Task statement: The answer should be each line from the entries below that has the word "spawning" in it.

Data shown:
- - - -
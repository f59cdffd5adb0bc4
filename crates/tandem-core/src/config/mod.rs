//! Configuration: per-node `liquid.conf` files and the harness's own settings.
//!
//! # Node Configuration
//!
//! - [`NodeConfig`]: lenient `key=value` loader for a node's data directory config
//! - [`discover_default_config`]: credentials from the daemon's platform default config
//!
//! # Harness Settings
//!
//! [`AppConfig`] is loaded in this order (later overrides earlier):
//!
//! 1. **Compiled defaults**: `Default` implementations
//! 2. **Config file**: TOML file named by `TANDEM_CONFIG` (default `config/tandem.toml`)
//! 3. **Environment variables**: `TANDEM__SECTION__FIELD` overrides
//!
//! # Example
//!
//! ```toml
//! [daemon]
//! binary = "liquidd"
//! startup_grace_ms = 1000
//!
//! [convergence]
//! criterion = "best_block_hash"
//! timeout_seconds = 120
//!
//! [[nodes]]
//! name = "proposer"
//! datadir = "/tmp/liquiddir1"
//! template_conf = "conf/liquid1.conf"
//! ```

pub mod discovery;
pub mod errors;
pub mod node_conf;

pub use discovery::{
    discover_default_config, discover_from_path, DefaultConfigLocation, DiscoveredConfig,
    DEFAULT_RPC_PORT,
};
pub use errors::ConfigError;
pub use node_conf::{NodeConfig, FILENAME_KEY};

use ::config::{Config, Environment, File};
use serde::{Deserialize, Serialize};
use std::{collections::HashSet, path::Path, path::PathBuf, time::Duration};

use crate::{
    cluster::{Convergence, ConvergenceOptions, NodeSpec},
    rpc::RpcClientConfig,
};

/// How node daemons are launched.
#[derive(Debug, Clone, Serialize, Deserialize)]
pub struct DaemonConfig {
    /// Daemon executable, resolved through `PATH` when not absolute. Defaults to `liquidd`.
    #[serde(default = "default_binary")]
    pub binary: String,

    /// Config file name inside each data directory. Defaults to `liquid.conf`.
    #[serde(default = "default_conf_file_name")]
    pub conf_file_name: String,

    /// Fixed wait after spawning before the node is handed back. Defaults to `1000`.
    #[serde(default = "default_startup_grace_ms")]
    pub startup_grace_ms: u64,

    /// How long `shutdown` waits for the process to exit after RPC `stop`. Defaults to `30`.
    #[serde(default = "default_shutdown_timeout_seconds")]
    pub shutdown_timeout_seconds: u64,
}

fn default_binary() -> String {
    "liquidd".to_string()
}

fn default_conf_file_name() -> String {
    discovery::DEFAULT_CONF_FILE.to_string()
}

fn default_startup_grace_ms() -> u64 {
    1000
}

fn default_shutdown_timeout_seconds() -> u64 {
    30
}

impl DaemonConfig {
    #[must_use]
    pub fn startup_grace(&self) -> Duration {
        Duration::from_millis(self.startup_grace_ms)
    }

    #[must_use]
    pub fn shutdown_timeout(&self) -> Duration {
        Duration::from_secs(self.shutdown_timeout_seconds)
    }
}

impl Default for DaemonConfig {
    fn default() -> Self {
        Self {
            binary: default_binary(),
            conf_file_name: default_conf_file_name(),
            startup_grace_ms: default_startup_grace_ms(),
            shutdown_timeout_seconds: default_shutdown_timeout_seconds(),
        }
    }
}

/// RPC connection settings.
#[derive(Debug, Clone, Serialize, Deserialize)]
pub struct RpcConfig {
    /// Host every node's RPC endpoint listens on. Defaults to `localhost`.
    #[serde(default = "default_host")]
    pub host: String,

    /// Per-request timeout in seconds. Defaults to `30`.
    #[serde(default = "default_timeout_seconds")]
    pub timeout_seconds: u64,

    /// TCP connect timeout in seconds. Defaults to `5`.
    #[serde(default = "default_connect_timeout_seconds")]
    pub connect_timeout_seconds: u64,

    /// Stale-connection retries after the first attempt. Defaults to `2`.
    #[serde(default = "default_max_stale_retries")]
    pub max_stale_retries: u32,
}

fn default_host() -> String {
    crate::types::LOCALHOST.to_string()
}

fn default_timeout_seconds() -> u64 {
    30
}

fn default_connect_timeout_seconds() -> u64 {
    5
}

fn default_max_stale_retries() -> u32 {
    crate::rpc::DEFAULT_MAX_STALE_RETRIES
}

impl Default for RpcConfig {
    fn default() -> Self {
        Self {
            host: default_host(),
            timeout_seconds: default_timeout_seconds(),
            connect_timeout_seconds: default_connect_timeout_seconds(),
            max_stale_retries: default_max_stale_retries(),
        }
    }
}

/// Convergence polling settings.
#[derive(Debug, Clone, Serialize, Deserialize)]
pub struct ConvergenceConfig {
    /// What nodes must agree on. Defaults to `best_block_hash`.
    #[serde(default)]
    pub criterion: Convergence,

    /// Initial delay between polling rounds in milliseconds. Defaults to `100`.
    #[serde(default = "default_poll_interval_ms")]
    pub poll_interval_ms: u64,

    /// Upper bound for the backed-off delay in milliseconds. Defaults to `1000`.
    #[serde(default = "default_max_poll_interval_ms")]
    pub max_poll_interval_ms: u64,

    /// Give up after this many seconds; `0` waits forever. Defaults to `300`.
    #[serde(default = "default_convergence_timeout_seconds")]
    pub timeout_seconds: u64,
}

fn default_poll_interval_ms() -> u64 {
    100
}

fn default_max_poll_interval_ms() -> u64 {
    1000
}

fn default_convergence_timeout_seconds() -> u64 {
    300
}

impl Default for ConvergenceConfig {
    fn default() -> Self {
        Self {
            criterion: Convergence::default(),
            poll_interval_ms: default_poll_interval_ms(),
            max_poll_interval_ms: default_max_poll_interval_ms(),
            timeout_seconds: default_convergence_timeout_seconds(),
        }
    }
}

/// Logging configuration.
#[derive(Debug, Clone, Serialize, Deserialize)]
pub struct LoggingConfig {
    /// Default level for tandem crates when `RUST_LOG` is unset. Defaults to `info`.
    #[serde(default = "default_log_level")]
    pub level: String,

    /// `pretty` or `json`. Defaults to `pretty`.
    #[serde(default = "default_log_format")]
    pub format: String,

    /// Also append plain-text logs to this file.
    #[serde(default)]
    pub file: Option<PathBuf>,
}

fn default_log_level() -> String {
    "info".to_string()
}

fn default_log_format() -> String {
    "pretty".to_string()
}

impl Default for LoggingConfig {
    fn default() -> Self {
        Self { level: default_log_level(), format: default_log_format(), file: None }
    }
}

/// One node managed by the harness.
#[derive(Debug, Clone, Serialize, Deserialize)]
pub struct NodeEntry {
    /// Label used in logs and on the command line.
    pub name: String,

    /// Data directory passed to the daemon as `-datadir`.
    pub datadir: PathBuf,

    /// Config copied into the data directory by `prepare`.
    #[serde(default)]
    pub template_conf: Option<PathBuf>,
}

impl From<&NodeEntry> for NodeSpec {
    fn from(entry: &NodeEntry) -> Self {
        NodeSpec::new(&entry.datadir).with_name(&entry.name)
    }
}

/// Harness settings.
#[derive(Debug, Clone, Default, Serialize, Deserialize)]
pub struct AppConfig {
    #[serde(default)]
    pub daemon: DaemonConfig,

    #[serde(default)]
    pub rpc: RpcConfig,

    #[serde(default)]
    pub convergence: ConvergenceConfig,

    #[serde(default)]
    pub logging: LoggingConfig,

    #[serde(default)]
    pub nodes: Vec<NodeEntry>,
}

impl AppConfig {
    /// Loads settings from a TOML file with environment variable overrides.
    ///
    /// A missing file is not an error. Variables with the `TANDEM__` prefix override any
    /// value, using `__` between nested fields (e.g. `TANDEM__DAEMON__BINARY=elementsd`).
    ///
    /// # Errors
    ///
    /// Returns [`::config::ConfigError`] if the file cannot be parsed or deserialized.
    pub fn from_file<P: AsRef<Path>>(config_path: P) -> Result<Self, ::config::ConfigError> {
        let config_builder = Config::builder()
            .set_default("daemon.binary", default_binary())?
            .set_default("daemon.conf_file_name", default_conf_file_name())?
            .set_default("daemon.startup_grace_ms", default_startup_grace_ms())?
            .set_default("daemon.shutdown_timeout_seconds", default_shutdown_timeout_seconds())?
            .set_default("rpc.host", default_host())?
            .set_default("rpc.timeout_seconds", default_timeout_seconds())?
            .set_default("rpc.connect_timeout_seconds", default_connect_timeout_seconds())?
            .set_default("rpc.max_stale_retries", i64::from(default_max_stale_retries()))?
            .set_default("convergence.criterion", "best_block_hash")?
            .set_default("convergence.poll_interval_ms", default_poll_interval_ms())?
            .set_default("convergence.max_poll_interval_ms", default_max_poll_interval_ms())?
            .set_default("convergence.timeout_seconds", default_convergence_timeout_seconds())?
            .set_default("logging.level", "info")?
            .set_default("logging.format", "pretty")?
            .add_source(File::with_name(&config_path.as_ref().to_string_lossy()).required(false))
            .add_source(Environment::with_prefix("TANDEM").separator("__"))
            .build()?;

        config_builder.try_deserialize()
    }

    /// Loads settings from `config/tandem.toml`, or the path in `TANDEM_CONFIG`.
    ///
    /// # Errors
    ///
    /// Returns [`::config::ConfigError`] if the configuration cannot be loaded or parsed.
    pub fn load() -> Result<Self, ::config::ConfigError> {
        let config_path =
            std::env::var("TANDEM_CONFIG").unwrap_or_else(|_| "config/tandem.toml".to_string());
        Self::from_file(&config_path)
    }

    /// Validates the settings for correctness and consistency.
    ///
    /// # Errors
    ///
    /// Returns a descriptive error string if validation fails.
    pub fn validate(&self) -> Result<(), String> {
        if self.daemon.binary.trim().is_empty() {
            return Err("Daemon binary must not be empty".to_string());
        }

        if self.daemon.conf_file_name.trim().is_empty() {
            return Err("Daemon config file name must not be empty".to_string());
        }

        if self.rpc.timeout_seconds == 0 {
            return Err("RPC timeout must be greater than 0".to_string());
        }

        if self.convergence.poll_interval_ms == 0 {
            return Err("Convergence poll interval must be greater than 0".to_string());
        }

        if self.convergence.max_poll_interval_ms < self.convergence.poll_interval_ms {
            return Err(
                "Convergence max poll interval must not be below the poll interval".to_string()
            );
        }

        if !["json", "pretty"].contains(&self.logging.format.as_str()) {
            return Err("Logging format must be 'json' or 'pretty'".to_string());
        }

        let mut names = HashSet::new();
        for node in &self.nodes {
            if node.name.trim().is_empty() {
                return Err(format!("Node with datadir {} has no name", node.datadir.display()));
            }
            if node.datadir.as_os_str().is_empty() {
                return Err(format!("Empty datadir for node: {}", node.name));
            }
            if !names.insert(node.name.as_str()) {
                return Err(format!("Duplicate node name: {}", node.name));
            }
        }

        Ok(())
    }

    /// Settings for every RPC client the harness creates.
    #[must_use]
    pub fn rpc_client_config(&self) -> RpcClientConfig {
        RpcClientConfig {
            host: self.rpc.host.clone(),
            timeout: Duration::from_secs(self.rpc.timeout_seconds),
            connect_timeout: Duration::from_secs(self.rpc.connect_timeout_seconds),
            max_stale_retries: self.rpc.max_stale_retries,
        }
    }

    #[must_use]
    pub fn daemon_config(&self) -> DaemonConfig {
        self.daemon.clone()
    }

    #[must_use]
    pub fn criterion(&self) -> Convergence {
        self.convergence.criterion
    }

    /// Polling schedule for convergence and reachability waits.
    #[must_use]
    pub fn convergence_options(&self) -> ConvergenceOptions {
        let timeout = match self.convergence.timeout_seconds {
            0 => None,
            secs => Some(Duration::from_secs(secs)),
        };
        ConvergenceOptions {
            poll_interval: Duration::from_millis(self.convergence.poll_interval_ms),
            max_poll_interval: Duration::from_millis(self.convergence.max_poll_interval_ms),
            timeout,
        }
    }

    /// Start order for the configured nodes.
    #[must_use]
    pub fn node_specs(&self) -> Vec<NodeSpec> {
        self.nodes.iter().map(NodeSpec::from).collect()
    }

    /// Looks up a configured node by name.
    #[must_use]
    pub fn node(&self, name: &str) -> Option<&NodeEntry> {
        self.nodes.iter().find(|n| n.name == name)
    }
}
- - - -
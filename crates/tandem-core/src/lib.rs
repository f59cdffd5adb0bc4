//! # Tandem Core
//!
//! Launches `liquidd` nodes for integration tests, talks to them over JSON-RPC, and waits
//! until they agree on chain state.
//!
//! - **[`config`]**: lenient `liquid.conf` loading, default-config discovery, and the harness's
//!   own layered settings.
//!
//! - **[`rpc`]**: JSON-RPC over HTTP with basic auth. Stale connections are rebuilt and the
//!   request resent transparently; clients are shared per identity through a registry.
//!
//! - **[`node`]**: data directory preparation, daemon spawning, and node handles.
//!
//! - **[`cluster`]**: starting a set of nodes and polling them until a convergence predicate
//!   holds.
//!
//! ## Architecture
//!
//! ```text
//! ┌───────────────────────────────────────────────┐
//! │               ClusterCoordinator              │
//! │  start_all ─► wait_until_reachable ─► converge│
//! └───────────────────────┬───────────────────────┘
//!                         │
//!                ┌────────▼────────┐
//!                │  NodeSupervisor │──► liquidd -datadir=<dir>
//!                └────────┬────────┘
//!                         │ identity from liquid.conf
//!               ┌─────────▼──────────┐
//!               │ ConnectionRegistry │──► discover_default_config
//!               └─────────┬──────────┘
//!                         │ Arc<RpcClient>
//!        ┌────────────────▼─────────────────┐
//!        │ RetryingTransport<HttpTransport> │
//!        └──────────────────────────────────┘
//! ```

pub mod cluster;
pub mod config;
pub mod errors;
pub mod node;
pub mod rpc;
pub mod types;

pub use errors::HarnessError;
- - - -
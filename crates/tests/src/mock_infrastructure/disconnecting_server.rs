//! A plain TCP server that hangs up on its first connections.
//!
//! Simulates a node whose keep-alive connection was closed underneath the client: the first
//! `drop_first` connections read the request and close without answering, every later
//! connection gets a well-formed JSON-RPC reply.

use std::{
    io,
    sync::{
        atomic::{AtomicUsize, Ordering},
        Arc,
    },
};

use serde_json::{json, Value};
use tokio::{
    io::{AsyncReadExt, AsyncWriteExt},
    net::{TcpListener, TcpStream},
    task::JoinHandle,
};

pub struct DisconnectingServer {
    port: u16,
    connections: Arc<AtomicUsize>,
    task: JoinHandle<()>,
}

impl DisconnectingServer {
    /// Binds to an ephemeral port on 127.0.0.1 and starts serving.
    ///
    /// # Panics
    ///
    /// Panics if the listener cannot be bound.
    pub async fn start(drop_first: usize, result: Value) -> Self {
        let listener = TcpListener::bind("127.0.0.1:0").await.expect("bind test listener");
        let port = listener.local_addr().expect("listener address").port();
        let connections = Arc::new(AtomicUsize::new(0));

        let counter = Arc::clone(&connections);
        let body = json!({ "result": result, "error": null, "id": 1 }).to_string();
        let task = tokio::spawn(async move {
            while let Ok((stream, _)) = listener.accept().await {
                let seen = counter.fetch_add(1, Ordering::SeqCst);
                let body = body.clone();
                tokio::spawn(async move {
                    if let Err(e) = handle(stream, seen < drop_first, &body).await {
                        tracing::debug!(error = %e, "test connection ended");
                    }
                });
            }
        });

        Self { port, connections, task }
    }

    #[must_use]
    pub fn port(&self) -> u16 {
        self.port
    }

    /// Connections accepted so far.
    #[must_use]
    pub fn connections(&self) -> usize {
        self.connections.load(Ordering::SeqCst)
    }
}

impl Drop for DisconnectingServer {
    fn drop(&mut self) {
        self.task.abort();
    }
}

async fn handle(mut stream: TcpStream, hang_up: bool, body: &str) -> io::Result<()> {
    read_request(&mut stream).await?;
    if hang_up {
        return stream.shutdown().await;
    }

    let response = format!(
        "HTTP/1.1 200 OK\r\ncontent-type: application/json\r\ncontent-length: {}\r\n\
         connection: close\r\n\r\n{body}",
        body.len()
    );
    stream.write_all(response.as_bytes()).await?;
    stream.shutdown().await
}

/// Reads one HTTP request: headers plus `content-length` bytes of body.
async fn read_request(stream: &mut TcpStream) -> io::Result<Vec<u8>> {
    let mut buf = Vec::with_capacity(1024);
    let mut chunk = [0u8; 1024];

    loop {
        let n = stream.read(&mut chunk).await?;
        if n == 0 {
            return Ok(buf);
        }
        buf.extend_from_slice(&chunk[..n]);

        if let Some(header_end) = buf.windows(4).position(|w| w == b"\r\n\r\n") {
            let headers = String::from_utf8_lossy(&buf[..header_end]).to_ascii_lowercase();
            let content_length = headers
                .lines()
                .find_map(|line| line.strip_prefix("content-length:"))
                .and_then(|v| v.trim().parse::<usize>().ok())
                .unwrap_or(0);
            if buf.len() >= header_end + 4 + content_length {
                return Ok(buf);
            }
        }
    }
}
- - - -
Reply to the task:
    /// Fixed wait after spawning before the node is handed back. Defaults to `1000`.
//! - **[`node`]**: data directory preparation, daemon spawning, and node handles.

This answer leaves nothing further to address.